Recently, I was asked to speak on the topic “The Myth of the SuperMom.” My first reaction was: the title says it all—SuperMom is a myth.
SuperMom simply doesn’t exist. Not in real life, anyway. SuperMom is a figment of our mom-imaginations. She is the mom everyone else seems to be—and the mom we can’t seem to measure up to. The imaginary mom we come up with when we compare our inside (how we feel about ourselves as moms) with everyone else’s outside (the “successful” moms we see all around us).
But this is a very persistent myth. Years ago, Erma Bombeck wrote about “Sharon,” the SuperMom. Sharon not only “color-coordinated the children’s clothes and put them in labeled drawers, laundered aluminum foil and used it again, planned family reunions, wrote her congressman, cut everyone’s hair, and knew her health insurance number by heart”; she also “planned a theme party for the dog’s birthday, made her children Halloween costumes out of old grocery bags . . . and put a basketball hoop over the clothes hamper as an incentive for good habits.”
The problem was, as Bombeck discovered long ago, everyone considered Sharon a SuperMom except her kids. They preferred hanging out at a neighbor’s house.
SuperMom, it turns out, would not really be that great a mom after all—even if she really did exist. Why? Because real kids do not need a SuperMom.
They do not need a SuperMom because, first of all, SuperMom is FakeMom—a mom who is trying to impress everyone within viewing distance that she has it all together—and so do her kids. The real story tends to be very different. The real inside-the-house story. Just ask her kids.
Why? Because SuperMom is trying to do so many things, accomplish so much, fit so many things into her schedule, that she often misses the most important things. The things—or rather the people, the husband and kids—right in front of her.
In addition, SuperMom tends to do way too much for her kids—to give them too much, to protect them too much, to hover too much. At the same time she tends to expect too much from her kids just as she does from herself. After all, a SuperMom must have SuperKids, right? Talk about pressure!
Furthermore, even if SuperMom were the real thing, she wouldn’t be much good at preparing her kids for real life. The real life where we can’t do it all, be it all, have it all. The real life most of us live.
No, your kids do not need SuperMom. They need RealMom. They need a real, authentic mom who acknowledges her human-ness, her limitations, even her mess-ups. She is willing to apologize when needed, to live within healthy boundaries, and to learn along with her children. RealMom laughs a lot more than SuperMom.

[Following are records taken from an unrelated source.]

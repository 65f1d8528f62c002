use clap::Parser;
use hulldraw::config::Args;
use hulldraw::render::{BrailleCanvas, Terminal};
use hulldraw::{AnimatedRenderer, Config, Scene};
use std::io::{self, BufRead, Write};
use std::process::ExitCode;

fn main() -> ExitCode {
  let args = Args::parse();
  init_logging(args.verbose);

  match run(args) {
    Ok(()) => ExitCode::SUCCESS,
    Err(err) => {
      tracing::error!(error = %err, "aborting");
      eprintln!("hulldraw: {err}");
      ExitCode::FAILURE
    }
  }
}

// Logs go to stderr so they never land inside a frame.
fn init_logging(verbosity: u8) {
  tracing_subscriber::fmt()
    .with_max_level(hulldraw::config::log_level(verbosity))
    .with_writer(io::stderr)
    .init();
}

fn run(args: Args) -> hulldraw::Result<()> {
  let config = Config::try_from(args)?;
  // Both files are read before the first frame is drawn.
  let scene = Scene::from_config(&config)?;
  tracing::info!(
    points = scene.points().len(),
    vertices = scene.hull().len(),
    "playing"
  );

  let canvas = BrailleCanvas::new(config.width, config.height, config.resolution)?;
  let mut terminal = Terminal::new(canvas, io::stdout().lock(), config.delay);
  terminal.repaint()?;
  AnimatedRenderer::new(&scene, &mut terminal)?.run()?;
  drop(terminal);

  if config.wait {
    await_dismissal()?;
  }
  Ok(())
}

fn await_dismissal() -> hulldraw::Result<()> {
  let mut stdout = io::stdout();
  write!(stdout, "Press ENTER to close...").map_err(hulldraw::Error::Canvas)?;
  stdout.flush().map_err(hulldraw::Error::Canvas)?;
  let mut line = String::new();
  io::stdin()
    .lock()
    .read_line(&mut line)
    .map_err(hulldraw::Error::Canvas)?;
  Ok(())
}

Most importantly, she is willing to acknowledge that she doesn’t “have it all.” But she knows where to go to get what she needs. No, she doesn’t have all wisdom, all strength, all patience, all knowledge. But she knows the One who does have all these things. The One Who promises to be strength in our weakness, wisdom in our confusion, and patience when ours has long ago run out.
Recently, I came across a verse that jumped out at me in a new way as a great mom-verse. It’s 2 Corinthians 9:8: “And God is able to make all grace abound to you, so that in all things at all times, having all that you need, you will abound in every good work.” (italics mine)
It’s a totally different perspective on “having it all,” isn’t it? God doesn’t expect us to be SuperMom. He already knows we’re not. And He loves us anyway. Not only does He love us; but He provides for us “all we need”—all grace at all times for all things. That’s a promise I can live on.
And what’s more, so can my kids. They learned long ago that they didn’t have SuperMom. It wasn’t just the magnet on the refrigerator: “So I’m not SuperMom. Adjust.” They knew it in everyday life. But I like to think it was good preparation for their life as not SuperParents. Now, I must say how grateful I am that my kids are such good parents. But I hope they don’t expect themselves to be SuperParents.
Being real parents—real moms and real dads—turns out to be so much more fun. You know you will make mistakes, but you also know that God—and kids—are very forgiving. You know you don’t “have it all.” But you know where to go to get all you need. Very freeing, actually. Much more fun. Better for your kids. And you laugh a whole lot more, don’t you think?